May I ask, how was your experience at the Hindu weddings??  Objectively??


The only reason I ask is last summer, I went to two Hindu weddings (The only 2 I've ever been invited to) -- and I had an ABSOLUTE BLAST!  The dresses the women were wearing were absolutely amazing, jaw dropping.  And I don't mean that in any sort of sexual or suggestive way - the dresses worn, even by ladies in their 70's, were absolutely gorgeous.

I don't dance.  At all.  I am NOT a dancer.  I dance about as well as a white kid from the suburbs is supposed to dance.  My dance skills are 0.  Solid 0.

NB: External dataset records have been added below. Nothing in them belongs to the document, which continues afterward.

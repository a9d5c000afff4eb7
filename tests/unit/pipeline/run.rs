use super::*;
use crate::foundation::error::ReelError;
use crate::timeline::SegmentKind;
use std::collections::HashMap;
use std::path::Path;

struct TableDurations(HashMap<PathBuf, f64>);

impl DurationResolver for TableDurations {
    fn duration_secs(&self, audio_path: &Path) -> ReelResult<f64> {
        self.0
            .get(audio_path)
            .copied()
            .ok_or_else(|| ReelError::media_read(audio_path, "no such file"))
    }
}

fn source(id: &str, kind: SegmentKind) -> SegmentSource {
    SegmentSource {
        id: id.to_string(),
        kind,
        audio: PathBuf::from(format!("{id}.mp3")),
        image: PathBuf::from(format!("{id}.png")),
    }
}

fn config_in(dir: &Path) -> RenderConfig {
    RenderConfig {
        background_path: Some(dir.join("background.mp4")),
        output_path: dir.join("out").join("final_video.mp4"),
        work_root: dir.join("temp"),
        seed: Some(7),
        ..RenderConfig::default()
    }
}

#[test]
fn empty_segment_list_aborts_before_anything_is_created() {
    let dir = tempfile::tempdir().unwrap();
    let config = config_in(dir.path());
    let resolver = TableDurations(HashMap::new());

    let err = run_pipeline_with(config.clone(), &[], &resolver).unwrap_err();
    assert_eq!(err.stage, Stage::ResolveDurations);
    assert!(err.workdir.is_none());
    assert!(matches!(err.error, ReelError::Validation(_)));
    assert!(!config.output_path.exists());
    assert!(!config.work_root.exists());
}

#[test]
fn unreadable_audio_fails_in_duration_resolution() {
    let dir = tempfile::tempdir().unwrap();
    let config = config_in(dir.path());
    let sources = vec![
        source("title", SegmentKind::Title),
        source("c1", SegmentKind::Comment),
    ];
    let resolver = TableDurations(HashMap::from([(PathBuf::from("title.mp3"), 3.0)]));

    let err = run_pipeline_with(config.clone(), &sources, &resolver).unwrap_err();
    assert_eq!(err.stage, Stage::ResolveDurations);
    assert_eq!(err.error.path(), Some(Path::new("c1.mp3")));
    assert!(!config.work_root.exists());
}

#[test]
fn missing_background_is_reported_up_front() {
    let dir = tempfile::tempdir().unwrap();
    let config = RenderConfig {
        background_path: None,
        ..config_in(dir.path())
    };
    let sources = vec![source("title", SegmentKind::Title)];
    let resolver = TableDurations(HashMap::from([(PathBuf::from("title.mp3"), 3.0)]));

    let err = run_pipeline_with(config, &sources, &resolver).unwrap_err();
    assert_eq!(err.stage, Stage::ResolveDurations);
    assert!(matches!(err.error, ReelError::Validation(_)));
}

#[test]
fn unreadable_background_keeps_workdir_and_names_sampling_stage() {
    let dir = tempfile::tempdir().unwrap();
    let config = config_in(dir.path());
    let sources = vec![source("title", SegmentKind::Title)];
    let resolver = TableDurations(HashMap::from([(PathBuf::from("title.mp3"), 3.0)]));

    let err = run_pipeline_with(config.clone(), &sources, &resolver).unwrap_err();
    assert_eq!(err.stage, Stage::SampleBackground);
    assert!(matches!(err.error, ReelError::MediaRead { .. }));
    let workdir = err.workdir.expect("workdir is reported");
    assert!(workdir.is_dir());
    assert!(workdir.starts_with(&config.work_root));
    assert!(!config.output_path.exists());
}

#[test]
fn plan_applies_the_duration_cap() {
    let config = RenderConfig {
        max_total_secs: 15.0,
        ..RenderConfig::default()
    };
    let sources = vec![
        source("title", SegmentKind::Title),
        source("c1", SegmentKind::Comment),
        source("c2", SegmentKind::Comment),
    ];
    let resolver = TableDurations(HashMap::from([
        (PathBuf::from("title.mp3"), 3.0),
        (PathBuf::from("c1.mp3"), 10.0),
        (PathBuf::from("c2.mp3"), 8.0),
    ]));

    let resolved = plan(&config, &sources, &resolver).unwrap();
    assert_eq!(resolved.timeline.len(), 2);
    assert!((resolved.timeline.total_secs() - 13.0).abs() < 1e-9);
    assert_eq!(resolved.dropped, vec!["c2".to_string()]);
}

But the guys at the wedding (for those who haven't been to a Hindu wedding, it's quite common for a group of guys to get together and do their traditional dances) forced me to get on my feet and taught me some of their basic moves.


All in all, the most fun I've ever had at any weddings  :nod:

Same here.  Both sons of a high school friend married Hindu girls from university and one opted for a more traditional wedding (the other was, for want of a better term, 'barely Hindu').  It was at a G&CC and my buddy is quite the carpenter and built the covered wedding alter  ('mandap').  You are so right about the dresses.  Much colour, layers, jewelry, make-up, henna, etc.  Preparation must have taken forever.
Both the groom's mom and aunt (both 'western') got into it as well.  Of course we didn't understand what was happening but there seemed to be a lot of different things going on at different times and locations, then seemingly nothing, then something else, and so on.  It did seem to take forever.  Very different than a typical western wedding which are more 'linear' (I am told Sikh weddings are also more linear and shorter, like ours).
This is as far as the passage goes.